Sometimes, it can be difficult to break down how managers determine promotions. If multiple people are performing excellently, how are those decisions made? While some of that gray area may boil down to individual relationships or politics, a lot of it also boils down to soft skills and individual behaviors — that small things that make an impression, for better or for worse.
We've written on the behaviors of highly promotable people, but this time, we're talking about the behaviors you need to avoid if you're looking for a seniority bump. Here are nine ways employees sabotage their chances at a promotion, according to managers.

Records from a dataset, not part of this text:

//! Delivery of a job summary: PDF download, WhatsApp share and email.
//!
//! The [`ShareDispatcher`] owns one job and offers three actions:
//!
//! - **Download** exports the PDF and saves it under its suggested name.
//! - **WhatsApp** exports the PDF and hands it to the platform's native file
//!   share when the platform can take files. Otherwise it opens a `wa.me`
//!   link pre-filled with the plain-text summary.
//! - **Email** never exports. It opens a `mailto:` link with the plain-text
//!   summary as the body.
//!
//! Download and WhatsApp each raise a busy flag for their duration. While any
//! flag is up an interface should disable all three actions; the flags are
//! cleared on every exit path, including export failures.
//!
//! Share failures are not data-critical. They are logged and otherwise
//! swallowed, so a cancelled share sheet does not alarm the user.

use super::config::Config;
use super::export::{ExportedArtifact, PdfExporter, Rasterizer, SvgRasterizer};
use super::card::SummaryCard;
use super::job::Job;
use super::summary::{email_subject, format_job_as_text, share_caption};
use anyhow::Result;
use parking_lot::Mutex;
use percent_encoding::{utf8_percent_encode, AsciiSet, NON_ALPHANUMERIC};
use std::path::PathBuf;
use std::sync::Arc;

/// Title given to natively shared files.
pub const SHARE_TITLE: &str = "Job Summary";

/// Base of the WhatsApp click-to-chat link.
pub const WHATSAPP_BASE_URL: &str = "https://wa.me/";

/// Characters left alone by JavaScript's `encodeURIComponent`.
const URI_COMPONENT: &AsciiSet = &NON_ALPHANUMERIC
    .remove(b'-')
    .remove(b'_')
    .remove(b'.')
    .remove(b'!')
    .remove(b'~')
    .remove(b'*')
    .remove(b'\'')
    .remove(b'(')
    .remove(b')');

/// Percent-encodes a query component the way browsers' `encodeURIComponent` does.
pub fn encode_component(value: &str) -> String {
    utf8_percent_encode(value, URI_COMPONENT).to_string()
}

/// `https://wa.me/?text=<encoded text>`
pub fn whatsapp_link(text: &str) -> String {
    format!("{}?text={}", WHATSAPP_BASE_URL, encode_component(text))
}

/// `mailto:<recipient>?cc=<cc>&subject=<encoded>&body=<encoded>`
///
/// The addresses are inserted as typed.
pub fn mailto_link(recipient: &str, cc: &str, subject: &str, body: &str) -> String {
    format!(
        "mailto:{}?cc={}&subject={}&body={}",
        recipient,
        cc,
        encode_component(subject),
        encode_component(body)
    )
}

/// Where a link should open.
#[derive(Debug, Clone, Copy, PartialEq, Eq)]
pub enum LinkTarget {
    /// A new window or tab; the current view stays put.
    NewContext,
    /// The current context, e.g. handing off to the mail client.
    SameContext,
}

/// Files and text handed to the native share sheet.
#[derive(Debug, Clone, Copy)]
pub struct ShareRequest<'a> {
    pub artifact: &'a ExportedArtifact,
    pub title: &'a str,
    pub text: &'a str,
}

/// Capabilities of the environment the dispatcher runs in.
#[allow(async_fn_in_trait)]
pub trait SharePlatform {
    /// Whether the native share sheet accepts this file.
    fn can_share_files(&self, artifact: &ExportedArtifact) -> bool;

    /// Hands files to the native share sheet. An error covers both a refusal
    /// by the OS and a user cancelling the sheet.
    async fn share_files(&self, request: ShareRequest<'_>) -> Result<()>;

    fn open_url(&self, url: &str, target: LinkTarget) -> Result<()>;

    /// Saves the artifact locally under its suggested name.
    async fn save_file(&self, artifact: &ExportedArtifact) -> Result<PathBuf>;
}

/// Which busy flags are raised.
#[derive(Debug, Clone, Copy, Default, PartialEq, Eq)]
pub struct ShareStatus {
    pub downloading: bool,
    pub sharing: bool,
}

impl ShareStatus {
    pub fn is_busy(&self) -> bool {
        self.downloading || self.sharing
    }

    /// Status line for the active operation, if any.
    pub fn status_text(&self) -> Option<&'static str> {
        if self.downloading {
            Some("Generating PDF...")
        } else if self.sharing {
            Some("Preparing to share...")
        } else {
            None
        }
    }
}

#[derive(Debug, Clone, Copy)]
enum Activity {
    Downloading,
    Sharing,
}

/// Raises one busy flag and lowers it again when dropped.
struct BusyGuard {
    status: Arc<Mutex<ShareStatus>>,
    activity: Activity,
}

impl BusyGuard {
    fn raise(status: &Arc<Mutex<ShareStatus>>, activity: Activity) -> Self {
        set_flag(&mut status.lock(), activity, true);
        Self {
            status: Arc::clone(status),
            activity,
        }
    }
}

impl Drop for BusyGuard {
    fn drop(&mut self) {
        set_flag(&mut self.status.lock(), self.activity, false);
    }
}

fn set_flag(status: &mut ShareStatus, activity: Activity, value: bool) {
    match activity {
        Activity::Downloading => status.downloading = value,
        Activity::Sharing => status.sharing = value,
    }
}

/// Result of the WhatsApp action.
#[derive(Debug, Clone, Copy, PartialEq, Eq)]
pub enum ShareOutcome {
    /// The PDF went to the native share sheet.
    FileShared,
    /// The native share was refused or cancelled.
    Dismissed,
    /// A text-only WhatsApp link was opened.
    TextFallback,
    /// The fallback link could not be opened either.
    Failed,
}

/// Read-only handle on a dispatcher's busy flags.
#[derive(Debug, Clone)]
pub struct StatusHandle(Arc<Mutex<ShareStatus>>);

impl StatusHandle {
    pub fn get(&self) -> ShareStatus {
        *self.0.lock()
    }
}

/// Share actions for one job.
pub struct ShareDispatcher<P: SharePlatform, R: Rasterizer = SvgRasterizer> {
    job: Job,
    user_email: String,
    recipient_email: String,
    platform: P,
    exporter: PdfExporter<R>,
    status: Arc<Mutex<ShareStatus>>,
}

impl<P: SharePlatform, R: Rasterizer> ShareDispatcher<P, R> {
    pub fn new(job: Job, config: &Config, platform: P, exporter: PdfExporter<R>) -> Self {
        Self {
            job,
            user_email: config.user_email.clone(),
            recipient_email: config.recipient_email.clone(),
            platform,
            exporter,
            status: Arc::new(Mutex::new(ShareStatus::default())),
        }
    }

    pub fn job(&self) -> &Job {
        &self.job
    }

    pub fn platform(&self) -> &P {
        &self.platform
    }

    pub fn status(&self) -> ShareStatus {
        *self.status.lock()
    }

    /// A handle that can watch the busy flags while an action runs.
    pub fn status_handle(&self) -> StatusHandle {
        StatusHandle(Arc::clone(&self.status))
    }

    pub fn is_busy(&self) -> bool {
        self.status().is_busy()
    }

    /// Suggested file name of the exported PDF.
    pub fn file_name(&self) -> String {
        super::export::export_file_name(&self.job.client_name, &self.job.iso_date())
    }

    /// Exports the PDF and saves it locally.
    ///
    /// Returns the saved path, or `None` if export or saving failed.
    pub async fn download(&self) -> Option<PathBuf> {
        let _busy = BusyGuard::raise(&self.status, Activity::Downloading);

        let artifact = self.exporter.export(&SummaryCard::render(&self.job)).await?;
        match self.platform.save_file(&artifact).await {
            Ok(path) => {
                tracing::info!(path = %path.display(), "saved job summary");
                Some(path)
            }
            Err(e) => {
                tracing::error!(error = %e, file = %artifact.file_name, "failed to save job summary");
                None
            }
        }
    }

    /// Shares the PDF through the native share sheet, falling back to a
    /// text-only WhatsApp link.
    pub async fn share_to_whatsapp(&self) -> ShareOutcome {
        let _busy = BusyGuard::raise(&self.status, Activity::Sharing);

        let artifact = self.exporter.export(&SummaryCard::render(&self.job)).await;
        if let Some(artifact) = artifact.as_ref().filter(|a| self.platform.can_share_files(a)) {
            let caption = share_caption(&self.job);
            let request = ShareRequest {
                artifact,
                title: SHARE_TITLE,
                text: &caption,
            };
            return match self.platform.share_files(request).await {
                Ok(()) => ShareOutcome::FileShared,
                Err(e) => {
                    tracing::debug!(error = %e, "error sharing");
                    ShareOutcome::Dismissed
                }
            };
        }

        let link = whatsapp_link(&format_job_as_text(&self.job));
        match self.platform.open_url(&link, LinkTarget::NewContext) {
            Ok(()) => ShareOutcome::TextFallback,
            Err(e) => {
                tracing::error!(error = %e, "failed to open WhatsApp link");
                ShareOutcome::Failed
            }
        }
    }

    /// The `mailto:` link for this job.
    pub fn email_link(&self) -> String {
        mailto_link(
            &self.recipient_email,
            &self.user_email,
            &email_subject(&self.job),
            &format_job_as_text(&self.job),
        )
    }

    /// Opens the mail client with the summary. Synchronous, no busy state.
    pub fn email(&self) -> Result<String> {
        let link = self.email_link();
        self.platform.open_url(&link, LinkTarget::SameContext)?;
        Ok(link)
    }
}
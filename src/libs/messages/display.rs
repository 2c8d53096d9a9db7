//! Human-readable text for every [`Message`].
//!
//! All user-facing wording lives here so commands never format prose
//! themselves.

use super::types::Message;
use std::fmt;

impl fmt::Display for Message {
    fn fmt(&self, f: &mut fmt::Formatter<'_>) -> fmt::Result {
        let text = match self {
            // === CONFIGURATION MESSAGES ===
            Message::ConfigSaved => "Configuration saved successfully".to_string(),
            Message::ConfigReset => "Configuration reset to defaults".to_string(),
            Message::ConfigParseError => "Failed to parse configuration".to_string(),

            // === JOB MESSAGES ===
            Message::JobAdded(client) => format!("Job logged for {}", client),
            Message::JobUpdated(client) => format!("Job updated for {}", client),
            Message::JobInvalid(reason) => reason.clone(),
            Message::JobListHeader => "Job History".to_string(),
            Message::JobSheetEmpty => "No jobs logged yet".to_string(),
            Message::JobNotFound(id) => format!("No job matches id '{}'", id),
            Message::JobIdAmbiguous(id) => format!("More than one job matches id '{}', use a longer prefix", id),
            Message::MultipleJobsNeedId(count) => format!("The job sheet holds {} jobs, pick one with --id", count),
            Message::SelectedJob(client, date) => format!("Job for {} on {}", client, date),

            // === FORM PROMPTS ===
            Message::PromptClientName => "Client name".to_string(),
            Message::PromptAddress => "Address".to_string(),
            Message::PromptDate => "Date (YYYY-MM-DD)".to_string(),
            Message::PromptTimeIn => "Time in (HH:MM)".to_string(),
            Message::PromptTimeOut => "Time out (HH:MM)".to_string(),
            Message::PromptDescription => "Work performed".to_string(),
            Message::PromptKeywords => "Keywords for the work performed".to_string(),
            Message::PromptMaterials => "Materials used (optional, '-' for none)".to_string(),
            Message::InvalidDate(value) => format!("Invalid date '{}', expected YYYY-MM-DD", value),

            // === LOCATION MESSAGES ===
            Message::LocationCaptured(address) => format!("Location captured: {}", address),
            Message::LocationFailed(reason) => reason.clone(),

            // === DESCRIPTION MESSAGES ===
            Message::GeneratingDescription => "Generating description...".to_string(),
            Message::DescriptionGenerated => "Description generated".to_string(),
            Message::GenerationFailed => "Failed to generate description. Please check your API key and try again.".to_string(),

            // === SHARE MESSAGES ===
            Message::ShareMenuPrompt(client) => format!("Share job summary for {}", client),
            Message::ShareMenuDownload => "Download PDF".to_string(),
            Message::ShareMenuWhatsApp => "Share to WhatsApp".to_string(),
            Message::ShareMenuEmail => "Email".to_string(),
            Message::ShareMenuText => "Print text summary".to_string(),
            Message::ShareMenuDone => "Done".to_string(),
            Message::PdfSaved(path) => format!("Job summary saved to {}", path),
            Message::PdfNotGenerated => "No PDF was produced".to_string(),
            Message::WhatsAppShared => "Job summary shared".to_string(),
            Message::WhatsAppDismissed => "Share was cancelled".to_string(),
            Message::WhatsAppTextFallback => "Opened WhatsApp with the text summary".to_string(),
            Message::WhatsAppFailed => "Could not open WhatsApp".to_string(),
            Message::EmailOpened(recipient) => format!("Opened email to {}", recipient),
            Message::NativeShareUnsupported => "File sharing is not available on this platform".to_string(),
        };
        write!(f, "{}", text)
    }
}
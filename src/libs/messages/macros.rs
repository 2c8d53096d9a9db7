//! Message output macros with debug-aware routing.
//!
//! Every user-facing line in tradelog goes through one of these macros. In
//! normal mode they print to the console (`println!` / `eprintln!`). When
//! `TRADELOG_DEBUG` or `RUST_LOG` is set they go to `tracing` instead, so the
//! output interleaves with the structured diagnostics installed by the binary.
//!
//! ## Usage Examples
//!
//! ```rust
//! use tradelog::{msg_info, msg_success, msg_error};
//! use tradelog::libs::messages::Message;
//!
//! msg_success!(Message::ConfigSaved);
//! msg_info!(Message::GeneratingDescription, true);
//! msg_error!(Message::PdfNotGenerated);
//! ```
//!
//! ```rust
//! use tradelog::{msg_error_anyhow, msg_bail_anyhow};
//! use tradelog::libs::messages::Message;
//!
//! fn check() -> anyhow::Result<()> {
//!     let _error = msg_error_anyhow!(Message::ConfigParseError);
//!     msg_bail_anyhow!(Message::JobSheetEmpty);
//! }
//! ```

use std::sync::OnceLock;

/// Cached result of the debug mode check.
static DEBUG_MODE: OnceLock<bool> = OnceLock::new();

/// Returns `true` when tradelog runs with debug logging enabled.
///
/// Debug mode is on when either `TRADELOG_DEBUG` or `RUST_LOG` is present in
/// the environment. The answer is computed once and cached for the lifetime
/// of the process.
#[doc(hidden)]
pub fn is_debug_mode() -> bool {
    *DEBUG_MODE.get_or_init(|| std::env::var("TRADELOG_DEBUG").is_ok() || std::env::var("RUST_LOG").is_ok())
}

/// Prints a plain message.
///
/// ```rust
/// # use tradelog::{msg_print, libs::messages::Message};
/// msg_print!(Message::JobListHeader);
/// msg_print!(Message::JobListHeader, true); // surrounded by blank lines
/// ```
#[macro_export]
macro_rules! msg_print {
    ($msg:expr) => {
        if $crate::libs::messages::macros::is_debug_mode() {
            tracing::info!("{}", $msg);
        } else {
            println!("{}", $msg);
        }
    };
    ($msg:expr, true) => {
        if $crate::libs::messages::macros::is_debug_mode() {
            tracing::info!("\n{}\n", $msg);
        } else {
            println!("\n{}\n", $msg);
        }
    };
}

/// Prints a success message with a ✅ prefix.
#[macro_export]
macro_rules! msg_success {
    ($msg:expr) => {
        if $crate::libs::messages::macros::is_debug_mode() {
            tracing::info!("✅ {}", $msg);
        } else {
            println!("✅ {}", $msg);
        }
    };
    ($msg:expr, true) => {
        if $crate::libs::messages::macros::is_debug_mode() {
            tracing::info!("\n✅ {}\n", $msg);
        } else {
            println!("\n✅ {}\n", $msg);
        }
    };
}

/// Prints an error message with a ❌ prefix.
///
/// Goes to stderr in normal mode so scripts can separate it from output such
/// as generated links or summaries.
#[macro_export]
macro_rules! msg_error {
    ($msg:expr) => {
        if $crate::libs::messages::macros::is_debug_mode() {
            tracing::error!("❌ {}", $msg);
        } else {
            eprintln!("❌ {}", $msg);
        }
    };
    ($msg:expr, true) => {
        if $crate::libs::messages::macros::is_debug_mode() {
            tracing::error!("\n❌ {}\n", $msg);
        } else {
            eprintln!("\n❌ {}\n", $msg);
        }
    };
}

/// Prints a warning message with a ⚠️ prefix.
#[macro_export]
macro_rules! msg_warning {
    ($msg:expr) => {
        if $crate::libs::messages::macros::is_debug_mode() {
            tracing::warn!("⚠️  {}", $msg);
        } else {
            println!("⚠️  {}", $msg);
        }
    };
    ($msg:expr, true) => {
        if $crate::libs::messages::macros::is_debug_mode() {
            tracing::warn!("\n⚠️  {}\n", $msg);
        } else {
            println!("\n⚠️  {}\n", $msg);
        }
    };
}

/// Prints an informational message with an ℹ️ prefix.
#[macro_export]
macro_rules! msg_info {
    ($msg:expr) => {
        if $crate::libs::messages::macros::is_debug_mode() {
            tracing::info!("ℹ️  {}", $msg);
        } else {
            println!("ℹ️  {}", $msg);
        }
    };
    ($msg:expr, true) => {
        if $crate::libs::messages::macros::is_debug_mode() {
            tracing::info!("\nℹ️  {}\n", $msg);
        } else {
            println!("\nℹ️  {}\n", $msg);
        }
    };
}

/// Emits a debug line. Silent unless debug mode is on.
#[macro_export]
macro_rules! msg_debug {
    ($msg:expr) => {
        if $crate::libs::messages::macros::is_debug_mode() {
            tracing::debug!("🔍 {}", $msg);
        }
    };
}

/// Builds an `anyhow::Error` from a message.
#[macro_export]
macro_rules! msg_error_anyhow {
    ($msg:expr) => {
        anyhow::anyhow!("❌ {}", $msg)
    };
}

/// Returns early with an `anyhow::Error` built from a message.
#[macro_export]
macro_rules! msg_bail_anyhow {
    ($msg:expr) => {
        anyhow::bail!("❌ {}", $msg)
    };
}
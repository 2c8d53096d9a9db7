#[cfg(test)]
mod tests {
    use chrono::NaiveDate;
    use std::io::Write;
    use tradelog::commands::share::select_job;
    use tradelog::libs::job::{Coordinates, Job, JobDraft, JobError, JobLog};

    fn draft(client_name: &str, date: (i32, u32, u32)) -> JobDraft {
        JobDraft {
            client_name: client_name.to_string(),
            address: "1 Station Road".to_string(),
            description: "Rewired consumer unit".to_string(),
            materials: String::new(),
            timestamp: NaiveDate::from_ymd_opt(date.0, date.1, date.2).unwrap(),
            time_in: "08:00".to_string(),
            time_out: "12:00".to_string(),
            coordinates: None,
        }
    }

    fn clients(log: &JobLog) -> Vec<&str> {
        log.jobs().iter().map(|job| job.client_name.as_str()).collect()
    }

    #[test]
    fn test_add_assigns_id_and_keeps_fields() {
        let mut log = JobLog::new();
        let job = log.add(draft("Alice", (2024, 3, 5))).unwrap().clone();

        assert!(!job.id.is_nil());
        assert_eq!(job.client_name, "Alice");
        assert_eq!(job.duration(), "4 hours");
        assert_eq!(job.display_date(), "3/5/2024");
        assert_eq!(job.iso_date(), "2024-03-05");
        assert_eq!(log.len(), 1);
        assert_eq!(log.get(job.id), Some(&job));
    }

    #[test]
    fn test_log_is_sorted_newest_first() {
        let mut log = JobLog::new();
        log.add(draft("March", (2024, 3, 5))).unwrap();
        log.add(draft("January", (2024, 1, 10))).unwrap();
        log.add(draft("June", (2024, 6, 1))).unwrap();

        assert_eq!(clients(&log), vec!["June", "March", "January"]);
        assert_eq!(log.jobs()[0].client_name, "June");
    }

    #[test]
    fn test_same_date_newest_addition_first() {
        let mut log = JobLog::new();
        log.add(draft("First", (2024, 3, 5))).unwrap();
        log.add(draft("Second", (2024, 3, 5))).unwrap();

        assert_eq!(clients(&log), vec!["Second", "First"]);
    }

    #[test]
    fn test_ids_are_unique() {
        let mut log = JobLog::new();
        for _ in 0..20 {
            log.add(draft("Same", (2024, 3, 5))).unwrap();
        }
        let mut ids: Vec<_> = log.jobs().iter().map(|job| job.id).collect();
        ids.sort();
        ids.dedup();
        assert_eq!(ids.len(), 20);
    }

    #[test]
    fn test_update_replaces_whole_record_and_resorts() {
        let mut log = JobLog::new();
        let old = log.add(draft("Old", (2024, 1, 1))).unwrap().clone();
        log.add(draft("Other", (2024, 2, 1))).unwrap();

        let edited = Job {
            client_name: "Edited".to_string(),
            timestamp: NaiveDate::from_ymd_opt(2024, 5, 1).unwrap(),
            materials: "Cable".to_string(),
            ..old.clone()
        };
        log.update(edited.clone()).unwrap();

        assert_eq!(log.len(), 2);
        assert_eq!(clients(&log), vec!["Edited", "Other"]);
        assert_eq!(log.get(old.id), Some(&edited));
    }

    #[test]
    fn test_revise_keeps_id() {
        let job = Job::from_draft(draft("Alice", (2024, 3, 5))).unwrap();
        let mut changes = JobDraft::from(&job);
        changes.address = "9 Harbour View".to_string();

        let revised = job.revise(changes).unwrap();
        assert_eq!(revised.id, job.id);
        assert_eq!(revised.address, "9 Harbour View");
        assert_eq!(revised.client_name, "Alice");
    }

    #[test]
    fn test_edit_selected_job_from_sheet() {
        let mut seed = JobLog::new();
        seed.add(draft("Alice", (2024, 3, 5))).unwrap();
        seed.add(draft("Bob", (2024, 3, 6))).unwrap();
        let mut file = tempfile::NamedTempFile::new().unwrap();
        file.write_all(serde_json::to_string(seed.jobs()).unwrap().as_bytes()).unwrap();

        let mut log = JobLog::from_sheet(file.path()).unwrap();
        let alice = log.jobs()[1].clone();
        let job = select_job(&log, Some(&alice.id.simple().to_string()[..8])).unwrap();
        assert_eq!(job, alice);

        let mut changes = JobDraft::from(&job);
        assert_eq!(changes.client_name, "Alice");
        assert_eq!(changes.timestamp, job.timestamp);
        changes.description = "Replaced consumer unit".to_string();
        changes.materials = "RCD  x2".to_string();
        changes.timestamp = NaiveDate::from_ymd_opt(2024, 3, 9).unwrap();
        changes.time_out = "13:30".to_string();

        let edited = log.edit(job.id, changes).unwrap().clone();
        assert_eq!(edited.id, job.id);
        assert_eq!(edited.description, "Replaced consumer unit");
        assert_eq!(edited.materials, "RCD  x2");
        assert_eq!(edited.duration(), "5 hours 30 minutes");
        assert_eq!(log.len(), 2);
        assert_eq!(clients(&log), vec!["Alice", "Bob"]);
        assert_eq!(log.get(job.id), Some(&edited));
    }

    #[test]
    fn test_invalid_edit_keeps_original() {
        let mut log = JobLog::new();
        let job = log.add(draft("Alice", (2024, 3, 5))).unwrap().clone();

        let mut changes = JobDraft::from(&job);
        changes.client_name.clear();
        assert!(matches!(log.edit(job.id, changes), Err(JobError::MissingFields)));
        assert_eq!(log.get(job.id), Some(&job));

        let other = Job::from_draft(draft("Ghost", (2024, 1, 1))).unwrap();
        assert!(matches!(log.edit(other.id, JobDraft::from(&other)), Err(JobError::NotFound(_))));
    }

    #[test]
    fn test_update_unknown_job_fails() {
        let mut log = JobLog::new();
        let job = Job::from_draft(draft("Ghost", (2024, 1, 1))).unwrap();
        assert!(matches!(log.update(job), Err(JobError::NotFound(_))));
    }

    #[test]
    fn test_required_fields() {
        let mut log = JobLog::new();
        for blank in ["client", "address", "description", "in", "out"] {
            let mut job = draft("Alice", (2024, 3, 5));
            match blank {
                "client" => job.client_name = " ".to_string(),
                "address" => job.address.clear(),
                "description" => job.description.clear(),
                "in" => job.time_in.clear(),
                _ => job.time_out.clear(),
            }
            assert!(matches!(log.add(job), Err(JobError::MissingFields)));
        }
        assert!(log.is_empty());
    }

    #[test]
    fn test_materials_are_optional() {
        let mut log = JobLog::new();
        let job = log.add(draft("Alice", (2024, 3, 5))).unwrap();
        assert!(!job.has_materials());
    }

    #[test]
    fn test_invalid_time_is_rejected() {
        let mut job = draft("Alice", (2024, 3, 5));
        job.time_out = "5pm".to_string();
        let err = JobLog::new().add(job).unwrap_err();
        assert!(matches!(err, JobError::InvalidTime { field: "time out", .. }));
    }

    #[test]
    fn test_sheet_round_trips_through_json() {
        let mut log = JobLog::new();
        let mut with_gps = draft("Gps", (2024, 4, 2));
        with_gps.coordinates = Some(Coordinates {
            latitude: 51.5,
            longitude: -0.12,
        });
        log.add(with_gps).unwrap();
        log.add(draft("Plain", (2024, 4, 1))).unwrap();

        let json = serde_json::to_string_pretty(log.jobs()).unwrap();
        assert!(json.contains("\"clientName\""));
        assert!(json.contains("\"timeIn\""));
        let loaded = JobLog::from_json(&json).unwrap();
        assert_eq!(loaded.jobs(), log.jobs());
    }

    #[test]
    fn test_sheet_with_single_job() {
        let json = r#"{
            "id": "6f1c2d3e-4a5b-4c6d-8e7f-8091a2b3c4d5",
            "clientName": "Bob",
            "address": "2 Quay Street",
            "description": "Unblocked drain",
            "timestamp": "2024-07-09",
            "timeIn": "13:00",
            "timeOut": "14:15"
        }"#;
        let log = JobLog::from_json(json).unwrap();
        let job = &log.jobs()[0];
        assert_eq!(job.client_name, "Bob");
        assert_eq!(job.materials, "");
        assert_eq!(job.coordinates, None);
        assert_eq!(job.duration(), "1 hour 15 minutes");
    }

    #[test]
    fn test_sheet_with_duplicate_ids_is_rejected() {
        let job = Job::from_draft(draft("Dup", (2024, 1, 1))).unwrap();
        let json = serde_json::to_string(&vec![job.clone(), job]).unwrap();
        assert!(matches!(JobLog::from_json(&json), Err(JobError::DuplicateId(_))));
    }

    #[test]
    fn test_from_sheet_reads_file() {
        let mut log = JobLog::new();
        log.add(draft("File", (2024, 8, 8))).unwrap();

        let mut file = tempfile::NamedTempFile::new().unwrap();
        file.write_all(serde_json::to_string(log.jobs()).unwrap().as_bytes()).unwrap();

        let loaded = JobLog::from_sheet(file.path()).unwrap();
        assert_eq!(clients(&loaded), vec!["File"]);
        assert!(matches!(JobLog::from_sheet(&file.path().with_extension("missing")), Err(JobError::Io(_))));
    }

    #[test]
    fn test_matching_by_id_prefix() {
        let mut log = JobLog::new();
        let job = log.add(draft("Alice", (2024, 3, 5))).unwrap().clone();
        log.add(draft("Bob", (2024, 3, 6))).unwrap();

        let hyphenated = job.id.hyphenated().to_string();
        let simple = job.id.simple().to_string();
        assert_eq!(log.matching(&hyphenated), vec![&job]);
        assert_eq!(log.matching(&simple[..12]), vec![&job]);
        assert_eq!(log.matching(&hyphenated.to_uppercase()), vec![&job]);
        assert!(log.matching("").is_empty());
    }

    #[test]
    fn test_select_job() {
        let mut log = JobLog::new();
        assert!(select_job(&log, None).is_err());

        let alice = log.add(draft("Alice", (2024, 3, 5))).unwrap().clone();
        assert_eq!(select_job(&log, None).unwrap(), alice);

        log.add(draft("Bob", (2024, 3, 6))).unwrap();
        assert!(select_job(&log, None).is_err());
        assert_eq!(select_job(&log, Some(alice.id.to_string().as_str())).unwrap(), alice);
        assert!(select_job(&log, Some("zzzz")).is_err());
    }
}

"A red flag that someone isn't ready for a promotion is that they are constantly overwhelmed with their current roles and duties. If they don't know how to forecast out and think BIG and strategic, that is a warning sign I shouldn't promote them." — Trevor Rappleye, CEO of CorporateFilming.net & FranchiseFilming
"I would never promote someone who is unable to work independently. This doesn't mean I don't want people to ask for help when they need it, but people who consistently seek approval and second guess their actions despite working with us for a long time shows me that they aren't prepared to step into leadership and make their own judgement calls." — John Cho, Founder of My Pet Child
"Employees typically need to acquire new skills and knowledge once they get promoted to a new role. Managers find it more difficult to train employees who come across as a know-it-all who won't easily admit when they don't understand something. This can become an even more serious problem when employees have to manage others in their new role, and their unwillingness to admit when they don't know something can hinder the work of the team." — Kevin Lee, CEO of JourneyPure
"You want to promote an employee who can work and collaborate well with others. You would want their peers to rally to the side of your newly promoted employee, not against them." — Sonya Schwartz, Founder of Her Norm
"Oftentimes, you see people get the 'seniority funk,' meaning they think that since they have been at the company longer than someone else, they should get the promotion. While time at the company can play a factor in deciding who gets the promotion, it shouldn’t be the ultimate deciding factor. If my employee is slacking in their current role, then giving them the promotion won’t lead to further growth and success for them or for my company. I want to promote someone that is giving 110% all of the time and continuously exceeding expectations." — Jenny Massey, Owner of Snowy Pines White Labs
"You can easily recognize someone who is not ready for a promotion when he/she has the 'me' mentality instead of 'we' mentality. This person constantly thinks about my goals, my plans, my opinion and my decision. Regardless of if he/she works well individually or as a team, that person is more driven by his/her own success rather than the team’s success. Evidently, this kind of employee is not ready to take more responsibility. Why? Being a leader is more about the team than your self. You should know how to see the bigger picture and the people around you. How can you help them? How can you contribute to other people's success? How will you motivate them?" — James Pearson, CEO of eVenturing Enterprises
"Giving feedback is an essential part of helping your team members grow. However, a lack of positive reinforcement will undoubtedly lead to lowered morale. A leader should not only know how to give a lecture, but they should also know how to give credit when it’s due. A promotion candidate should have no reservations in giving compliments and saying 'Thank you!'" — Yaniv Masjedi, CMO at Nextiva
"A consistent problem that employees looking for a promotion overlook is that just bringing your boss problems may not be that helpful. Spotting issues and areas of opportunity can be helpful, but if you don't have a potential solution in mind, you're just making more work for them. Employees that can come up with useful solutions make the lives of their boss much easier and are much more likely to be rewarded." — Adam Sanders, Founder and Director of Successful Release
"Flaring up during conversations and meetings is not acceptable, especially for someone seeking more power. Such employees should be encouraged to fix their tempers before they are eligible for promotion." — Karthik Subramanian, Marketing Manager at NurtureBox
*Some quotes have been edited for length and clarity.